Text and images by Enguerrand Decorne

Setting up and settling in

The first MirageOS hackathon was held from March 11th-16th 2016, at Priscilla, Queen of the Medina, Marrakech. It successfully gathered around 30 Mirage enthusiasts, some already familiar with the MirageOS ecosystem, and others new to the community. People travelled from Europe and further afield for a week of sun, tajine and hacking.

Main room

Getting to the guesthouse was an adventure, and once there we prepared by quickly setting up a nice internet hotspot then organised groups to head to the souk to meet new arrivals. Soon enough the guest house was filled with people, and various new projects and ideas began to emerge. Having a few books and experienced OCaml developers around helped the OCaml newcomers get stuck in, and it didn't take long to get their first unikernel or OCaml library up and running. Daily meetings were arranged at noon on the rooftop in order to allow the exchange of project ideas and questions, and we used the hackathon notepad to loosely pair projects and people together. Our DHCP server enabled extensive dogfooding and successfully fulfilled our project-testing needs.

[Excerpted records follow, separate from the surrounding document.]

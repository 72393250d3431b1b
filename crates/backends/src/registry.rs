// SPDX-License-Identifier: BUSL-1.1
// Copyright (c) 2026 Alfred Jean LLC

//! Named registry of executor backends.

use crate::{BackendError, ExecutorBackend, ExecutorInstance};
use indexmap::IndexMap;
use parking_lot::RwLock;
use std::sync::Arc;
use tokio::task::JoinSet;

/// Registry of backend implementations keyed by name.
///
/// Backends are registered once at startup; lookups are lock-cheap. No
/// backend method is ever invoked while the registry lock is held.
#[derive(Default)]
pub struct ExecutorRegistry {
    backends: RwLock<IndexMap<String, Arc<dyn ExecutorBackend>>>,
}

impl ExecutorRegistry {
    pub fn new() -> Self {
        Self::default()
    }

    /// Register a backend under its own name. Re-registration replaces.
    pub fn register(&self, backend: Arc<dyn ExecutorBackend>) {
        let name = backend.name().to_string();
        self.backends.write().insert(name, backend);
    }

    pub fn get(&self, name: &str) -> Option<Arc<dyn ExecutorBackend>> {
        self.backends.read().get(name).cloned()
    }

    pub fn names(&self) -> Vec<String> {
        self.backends.read().keys().cloned().collect()
    }

    fn all(&self) -> Vec<Arc<dyn ExecutorBackend>> {
        self.backends.read().values().cloned().collect()
    }

    /// Health-check every backend concurrently.
    pub async fn health_check_all(&self) -> Vec<(String, Result<(), BackendError>)> {
        let mut set = JoinSet::new();
        for backend in self.all() {
            set.spawn(async move {
                let name = backend.name().to_string();
                let result = backend.health_check().await;
                (name, result)
            });
        }
        let mut results = Vec::new();
        while let Some(joined) = set.join_next().await {
            if let Ok(entry) = joined {
                results.push(entry);
            }
        }
        results
    }

    /// Ask every backend for instances it can prove are still alive.
    ///
    /// Per-backend failures are logged and skipped so one broken backend
    /// cannot block recovery of the others.
    pub async fn recover_all(&self) -> Vec<ExecutorInstance> {
        let mut recovered = Vec::new();
        for backend in self.all() {
            match backend.recover_instances().await {
                Ok(instances) => {
                    if !instances.is_empty() {
                        tracing::info!(
                            backend = backend.name(),
                            count = instances.len(),
                            "recovered live instances"
                        );
                    }
                    recovered.extend(instances);
                }
                Err(e) => {
                    tracing::warn!(backend = backend.name(), error = %e, "recover failed");
                }
            }
        }
        recovered
    }

    /// Close every backend that holds resources.
    pub async fn close_all(&self) {
        for backend in self.all() {
            backend.close().await;
        }
    }
}

#[cfg(test)]
#[path = "registry_tests.rs"]
mod tests;
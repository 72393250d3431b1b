// SPDX-License-Identifier: BUSL-1.1
// Copyright (c) 2026 Alfred Jean LLC

//! Prompt round-trip and streaming-identity specs.

use super::prelude::*;
use kandev_core::event::{Event, StreamPayload};
use kandev_engine::test_support::PromptBehavior;

/// Launch and start, answering only the initial prompt so later turns
/// stay under the test's control.
async fn ready_execution(h: &Harness) -> Arc<kandev_engine::Execution> {
    let client = h.client();
    tokio::spawn(async move {
        while client.prompts().is_empty() {
            tokio::time::sleep(Duration::from_millis(5)).await;
        }
        client
            .send_event(AgentStreamEvent::Complete { stop_reason: None, error: None })
            .await;
    });
    let execution = h.manager.launch(request("S")).await.unwrap();
    h.manager.start_agent_process(&execution.id).await.unwrap();
    assert!(h.bus.wait_for("agent:ready", Duration::from_secs(5)).await);
    execution
}

fn streaming_payloads(h: &Harness) -> Vec<StreamPayload> {
    h.bus
        .events()
        .into_iter()
        .filter_map(|(_, e)| match e {
            Event::AgentStream { payload, .. } => Some(payload),
            _ => None,
        })
        .collect()
}

/// Two newline-carrying chunks append to the same message.
#[tokio::test(start_paused = true)]
async fn chunks_share_one_message_bubble() {
    let h = Harness::new();
    let execution = ready_execution(&h).await;
    let client = h.client();

    // Drive a turn by hand: chunk, chunk, complete.
    {
        let client = client.clone();
        tokio::spawn(async move {
            while client.prompts().len() < 2 {
                tokio::time::sleep(Duration::from_millis(5)).await;
            }
            client
                .send_event(AgentStreamEvent::MessageChunk { text: "part one\n".into() })
                .await;
            client
                .send_event(AgentStreamEvent::MessageChunk { text: "part two\n".into() })
                .await;
            client
                .send_event(AgentStreamEvent::Complete { stop_reason: None, error: None })
                .await;
        });
    }

    h.manager
        .prompt_agent(&execution.id, "stream please", Vec::new())
        .await
        .unwrap();

    let streams: Vec<(String, bool)> = streaming_payloads(&h)
        .into_iter()
        .filter_map(|p| match p {
            StreamPayload::MessageStreaming { message_id, is_append, thinking: false, .. } => {
                Some((message_id, is_append))
            }
            _ => None,
        })
        .collect();

    // skip the initial-prompt turn (completed with no streaming)
    assert_eq!(streams.len(), 2, "streams: {streams:?}");
    assert!(!streams[0].1);
    assert!(streams[1].1, "second publish is an append");
    assert_eq!(streams[0].0, streams[1].0, "same message id");
}

/// S6: a prompt that hits a dead stream reconnects, retries exactly
/// once, and does not repeat the handshake.
#[tokio::test(start_paused = true)]
async fn s6_prompt_after_stream_disconnect() {
    let h = Harness::new();
    let execution = ready_execution(&h).await;
    let client = h.client();
    assert_eq!(client.initialize_count(), 1);

    client.set_next_prompt_behavior(PromptBehavior::Disconnect);

    // Answer the retried dispatch (prompt #3, on the fresh stream).
    {
        let client = client.clone();
        tokio::spawn(async move {
            while client.prompts().len() < 3 {
                tokio::time::sleep(Duration::from_millis(5)).await;
            }
            client
                .send_event(AgentStreamEvent::Complete { stop_reason: None, error: None })
                .await;
        });
    }

    let outcome = h
        .manager
        .prompt_agent(&execution.id, "survive the drop", Vec::new())
        .await
        .unwrap();

    assert_eq!(outcome.stop_reason, "end_turn");
    // initial prompt + severed dispatch + retry
    assert_eq!(client.prompts().len(), 3);
    assert_eq!(
        client.initialize_count(),
        1,
        "reconnect does not re-run the handshake"
    );
    assert_eq!(execution.status(), ExecutionStatus::Ready);
}

/// The prompt gate rejects busy and terminal executions.
#[tokio::test(start_paused = true)]
async fn prompt_gate_enforces_status() {
    let h = Harness::new();
    let execution = ready_execution(&h).await;

    h.manager.stop_agent(&execution.id, false).await.unwrap();
    let err = h
        .manager
        .prompt_agent(&execution.id, "too late", Vec::new())
        .await
        .unwrap_err();
    // stopped executions are unregistered: lookup misses
    assert!(matches!(err, LifecycleError::NotFound(_)));
}

/// An error completion surfaces as PromptFailed and still leaves the
/// agent Ready for a retry.
#[tokio::test(start_paused = true)]
async fn error_completion_fails_the_prompt() {
    let h = Harness::new();
    let execution = ready_execution(&h).await;
    let client = h.client();

    {
        let client = client.clone();
        tokio::spawn(async move {
            while client.prompts().len() < 2 {
                tokio::time::sleep(Duration::from_millis(5)).await;
            }
            client
                .send_event(AgentStreamEvent::Complete {
                    stop_reason: None,
                    error: Some("model overloaded".into()),
                })
                .await;
        });
    }

    let err = h
        .manager
        .prompt_agent(&execution.id, "doomed", Vec::new())
        .await
        .unwrap_err();
    assert!(matches!(err, LifecycleError::PromptFailed(m) if m.contains("overloaded")));
    assert_eq!(execution.status(), ExecutionStatus::Ready);
}

/// Permission requests flow from the daemon stream onto the bus.
#[tokio::test(start_paused = true)]
async fn permission_requests_reach_subscribers() {
    let h = Harness::new();
    let _execution = ready_execution(&h).await;

    h.client()
        .send_permission_event(kandev_wire::PermissionStreamEvent::PermissionRequested {
            id: "perm-1".into(),
            tool_call_id: "tc-1".into(),
            title: "Write to src/main.rs?".into(),
            options: vec![
                kandev_core::event::PermissionOption {
                    id: "allow".into(),
                    name: "Allow".into(),
                    kind: "allow_once".into(),
                },
                kandev_core::event::PermissionOption {
                    id: "deny".into(),
                    name: "Deny".into(),
                    kind: "reject_once".into(),
                },
            ],
        })
        .await;

    let deadline = tokio::time::Instant::now() + Duration::from_secs(1);
    loop {
        let found = streaming_payloads(&h).into_iter().any(|p| {
            matches!(p, StreamPayload::PermissionRequest { ref id, ref options, .. }
                if id == "perm-1" && options.len() == 2)
        });
        if found {
            break;
        }
        assert!(
            tokio::time::Instant::now() < deadline,
            "permission request never published"
        );
        tokio::time::sleep(Duration::from_millis(10)).await;
    }
}

/// Workspace stream events are normalized onto the bus.
#[tokio::test(start_paused = true)]
async fn workspace_stream_events_are_published() {
    let h = Harness::new();
    let _execution = ready_execution(&h).await;

    h.client()
        .send_workspace_event(kandev_wire::WorkspaceStreamEvent::GitStatus {
            branch: Some("kandev/S".into()),
            changed_files: vec!["src/lib.rs".into()],
        })
        .await;
    h.client()
        .send_workspace_event(kandev_wire::WorkspaceStreamEvent::ShellOutput {
            data: "$ cargo test\n".into(),
            stderr: false,
        })
        .await;

    assert!(h.bus.wait_for("git:status", Duration::from_secs(1)).await);
    assert!(h.bus.wait_for("shell:output", Duration::from_secs(1)).await);
}
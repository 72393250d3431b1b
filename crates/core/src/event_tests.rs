// SPDX-License-Identifier: BUSL-1.1
// Copyright (c) 2026 Alfred Jean LLC

use super::*;
use crate::status::ExecutionStatus;

fn payload() -> LifecyclePayload {
    LifecyclePayload {
        execution_id: "e-1".into(),
        task_id: "t-1".into(),
        session_id: "s-1".into(),
        profile_id: "p-1".into(),
        container_id: None,
        status: ExecutionStatus::Running,
        started_at_ms: 1_000,
        finished_at_ms: None,
        exit_code: None,
        error_message: None,
        timestamp_ms: 2_000,
    }
}

#[test]
fn lifecycle_event_serializes_with_type_tag() {
    let event = Event::AgentStarted { payload: payload() };
    let json: serde_json::Value = serde_json::to_value(&event).unwrap();
    assert_eq!(json["type"], "agent:started");
    assert_eq!(json["execution_id"], "e-1");
    assert_eq!(json["status"], "running");
    // skipped optional fields stay off the wire
    assert!(json.get("finished_at_ms").is_none());
}

#[test]
fn event_round_trips() {
    let event = Event::AcpSessionCreated {
        session_id: "s-1".into(),
        protocol_session_id: "acp-9".into(),
        timestamp_ms: 5,
    };
    let json = serde_json::to_string(&event).unwrap();
    let parsed: Event = serde_json::from_str(&json).unwrap();
    assert_eq!(parsed, event);
}

#[test]
fn stream_payload_kind_tag() {
    let event = Event::AgentStream {
        session_id: "s-1".into(),
        timestamp_ms: 5,
        payload: StreamPayload::MessageStreaming {
            message_id: "m-1".into(),
            text: "hello\n".into(),
            is_append: false,
            thinking: false,
        },
    };
    let json: serde_json::Value = serde_json::to_value(&event).unwrap();
    assert_eq!(json["type"], "agent:stream");
    assert_eq!(json["payload"]["kind"], "message_streaming");
    assert_eq!(json["payload"]["is_append"], false);
}

#[test]
fn topic_derives_from_session() {
    let event = Event::DaemonReady {
        execution_id: "e-1".into(),
        session_id: "s-42".into(),
        timestamp_ms: 0,
    };
    assert_eq!(event.topic(), "session.s-42");
    assert_eq!(event.session_id(), "s-42");
}

#[test]
fn names_match_serde_tags() {
    let event = Event::AgentFailed { payload: payload() };
    let json: serde_json::Value = serde_json::to_value(&event).unwrap();
    assert_eq!(json["type"], event.name());
}

#[test]
fn log_summary_mentions_ids() {
    let event = Event::AgentReady { payload: payload() };
    let summary = event.log_summary();
    assert!(summary.contains("agent:ready"));
    assert!(summary.contains("e-1"));
    assert!(summary.contains("s-1"));
}

#[test]
fn tool_call_status_settled() {
    assert!(ToolCallStatus::Complete.is_settled());
    assert!(ToolCallStatus::Error.is_settled());
    assert!(ToolCallStatus::Failed.is_settled());
    assert!(!ToolCallStatus::InProgress.is_settled());
    assert!(!ToolCallStatus::Pending.is_settled());
}
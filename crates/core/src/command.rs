// SPDX-License-Identifier: BUSL-1.1
// Copyright (c) 2026 Alfred Jean LLC

//! Data-driven agent CLI command construction.
//!
//! Every builder is a pure function from `AgentSpec × options` to an argv
//! vector. Flag templates are split on whitespace and each token has its
//! placeholders (`{model}`, `{session_id}`, `{prompt}`, `{value}`)
//! substituted, so values containing spaces stay single arguments.

use crate::profile::{AgentSpec, PermissionKind};
use indexmap::IndexMap;

/// Name of the permission setting implied by `auto_approve`.
pub const AUTO_APPROVE_SETTING: &str = "auto_approve";

/// Options for building a protocol-mode agent command.
#[derive(Debug, Clone, Default)]
pub struct CommandOptions {
    pub model: Option<String>,
    /// Protocol session id to resume by id, when the CLI supports it.
    pub session_id: Option<String>,
    pub auto_approve: bool,
    pub permission_values: IndexMap<String, String>,
}

impl CommandOptions {
    crate::setters! {
        set {
            auto_approve: bool,
            permission_values: IndexMap<String, String>,
        }
        option {
            model: String,
            session_id: String,
        }
    }
}

/// Options for building a passthrough (PTY) agent command.
///
/// The resume / session-resume / prompt flags are mutually exclusive:
/// `resume` wins, then a session id, then the prompt.
#[derive(Debug, Clone, Default)]
pub struct PassthroughOptions {
    pub model: Option<String>,
    pub session_id: Option<String>,
    pub prompt: Option<String>,
    pub resume: bool,
    pub auto_approve: bool,
    pub permission_values: IndexMap<String, String>,
}

impl PassthroughOptions {
    crate::setters! {
        set {
            resume: bool,
            auto_approve: bool,
            permission_values: IndexMap<String, String>,
        }
        option {
            model: String,
            session_id: String,
            prompt: String,
        }
    }
}

/// Build the argv for starting an agent under the control daemon.
pub fn build_command(spec: &AgentSpec, opts: &CommandOptions) -> Vec<String> {
    let tpl = &spec.command;
    let mut argv = Vec::with_capacity(2 + tpl.base_args.len());
    argv.push(tpl.binary.clone());
    argv.extend(tpl.base_args.iter().cloned());

    let model = opts.model.as_deref().or(spec.default_model.as_deref());
    if let (Some(flag), Some(model)) = (&tpl.model_flag, model) {
        argv.extend(render(flag, "{model}", model));
    }

    if let (Some(flag), Some(session_id)) = (&tpl.session_resume_flag, &opts.session_id) {
        argv.extend(render(flag, "{session_id}", session_id));
    }

    push_permission_flags(
        spec,
        &mut argv,
        opts.auto_approve,
        &opts.permission_values,
    );
    argv
}

/// Build the per-turn argv for one-shot CLIs that take a fresh invocation
/// per prompt. Returns `None` when the CLI has no continue flag.
pub fn build_continue_command(spec: &AgentSpec, opts: &CommandOptions) -> Option<Vec<String>> {
    let resume_flag = spec.command.resume_flag.as_ref()?;
    let mut argv = build_command(spec, opts);
    argv.extend(resume_flag.split_whitespace().map(str::to_string));
    Some(argv)
}

/// Build the argv for a PTY-driven agent.
pub fn build_passthrough_command(spec: &AgentSpec, opts: &PassthroughOptions) -> Vec<String> {
    let tpl = &spec.command;
    let mut argv = Vec::with_capacity(2 + tpl.base_args.len());
    argv.push(tpl.binary.clone());
    argv.extend(tpl.base_args.iter().cloned());

    let model = opts.model.as_deref().or(spec.default_model.as_deref());
    if let (Some(flag), Some(model)) = (&tpl.model_flag, model) {
        argv.extend(render(flag, "{model}", model));
    }

    push_permission_flags(
        spec,
        &mut argv,
        opts.auto_approve,
        &opts.permission_values,
    );

    // Mutually exclusive: resume > session resume > prompt.
    if opts.resume {
        if let Some(flag) = &tpl.resume_flag {
            argv.extend(flag.split_whitespace().map(str::to_string));
        }
    } else if let (Some(flag), Some(session_id)) = (&tpl.session_resume_flag, &opts.session_id) {
        argv.extend(render(flag, "{session_id}", session_id));
    } else if let Some(prompt) = &opts.prompt {
        match &tpl.prompt_flag {
            Some(flag) => argv.extend(render(flag, "{prompt}", prompt)),
            None => argv.push(prompt.clone()),
        }
    }
    argv
}

/// Render a flag template into argv tokens, substituting one placeholder.
fn render(template: &str, placeholder: &str, value: &str) -> Vec<String> {
    template
        .split_whitespace()
        .map(|tok| tok.replace(placeholder, value))
        .collect()
}

fn push_permission_flags(
    spec: &AgentSpec,
    argv: &mut Vec<String>,
    auto_approve: bool,
    values: &IndexMap<String, String>,
) {
    for setting in &spec.permission_settings {
        let value = if setting.name == AUTO_APPROVE_SETTING && auto_approve {
            Some("true")
        } else {
            values.get(&setting.name).map(String::as_str)
        };
        let Some(value) = value else { continue };
        match setting.kind {
            PermissionKind::Toggle => {
                if value == "true" {
                    argv.extend(setting.flag.split_whitespace().map(str::to_string));
                }
            }
            PermissionKind::Value => {
                argv.extend(render(&setting.flag, "{value}", value));
            }
        }
    }
}

#[cfg(test)]
#[path = "command_tests.rs"]
mod tests;
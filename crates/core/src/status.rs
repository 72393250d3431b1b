// SPDX-License-Identifier: BUSL-1.1
// Copyright (c) 2026 Alfred Jean LLC

//! Execution status state machine.
//!
//! `Created → Running → Ready ↔ Running → {Completed | Failed | Stopped}`.
//! `Running` means a prompt is in flight; `Ready` means the agent is idle
//! and awaiting a follow-up.

use serde::{Deserialize, Serialize};

/// Lifecycle status of an execution.
#[derive(Debug, Clone, Copy, PartialEq, Eq, Serialize, Deserialize)]
#[serde(rename_all = "snake_case")]
pub enum ExecutionStatus {
    /// Execution registered; daemon not yet confirmed ready.
    Created,
    /// A prompt is in flight (or the agent is starting up).
    Running,
    /// Agent is idle and awaiting a follow-up prompt.
    Ready,
    /// Agent finished its work and was marked completed.
    Completed,
    /// Execution failed; `error_message` is populated.
    Failed,
    /// Execution was stopped by the caller.
    Stopped,
}

crate::simple_display! {
    ExecutionStatus {
        Created => "created",
        Running => "running",
        Ready => "ready",
        Completed => "completed",
        Failed => "failed",
        Stopped => "stopped",
    }
}

impl ExecutionStatus {
    /// Terminal statuses accept no further transitions.
    pub fn is_terminal(&self) -> bool {
        matches!(self, Self::Completed | Self::Failed | Self::Stopped)
    }

    /// A prompt may only be dispatched while Running or Ready.
    pub fn can_prompt(&self) -> bool {
        matches!(self, Self::Running | Self::Ready)
    }

    /// Whether `self → next` is a legal transition.
    ///
    /// Same-state transitions for Running and Ready are legal: Running
    /// re-entry happens when a follow-up prompt is dispatched from a
    /// still-running turn boundary, and Ready re-entry absorbs duplicate
    /// `complete` deliveries.
    pub fn can_transition_to(&self, next: ExecutionStatus) -> bool {
        use ExecutionStatus::*;
        match (self, next) {
            (Created, Running) | (Created, Failed) | (Created, Stopped) => true,
            (Running, Running | Ready | Completed | Failed | Stopped) => true,
            (Ready, Running | Ready | Completed | Failed | Stopped) => true,
            _ => false,
        }
    }
}

#[cfg(test)]
#[path = "status_tests.rs"]
mod tests;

Participants found a wide range of activities to keep themselves occupied during the event: contributing to the MirageOS Pioneer Projects, starting new projects and libraries, improving the MirageOS ecosystem and core components, discussing new ideas... or simply enjoying the sun, delicious tajine, or walking around Marrakech itself. Some expeditions were also (non)organised during the week, allowing sightseeing of the nicest local spots, or negotiating with local stallholders to get the best prices on souvenirs and fresh fruits to enjoy during hard hacking sessions.

Food

My week inside the camel's nest

A few days before heading up to Marrakech (in a very non-organised fashion, having been offered a hackathon place only two days before!) the idea of writing some kind of notebook using Mirage had been floating around - we wanted to be able to allow people inside the hackathon to exchange ideas, and those not physically present to be kept updated about progress. I decided to write a simple blog unikernel, Canopy which relies on Irmin's capabilities to synchronise remote git repositiories. By describing new pages in a format similar to Jekyll (and using Markdown) on a git repository, new content pushed there would be pulled to the website and displayed there nicely. This allowed every participant to report on their current projects, and see the content displayed on the notepad after a simple git push.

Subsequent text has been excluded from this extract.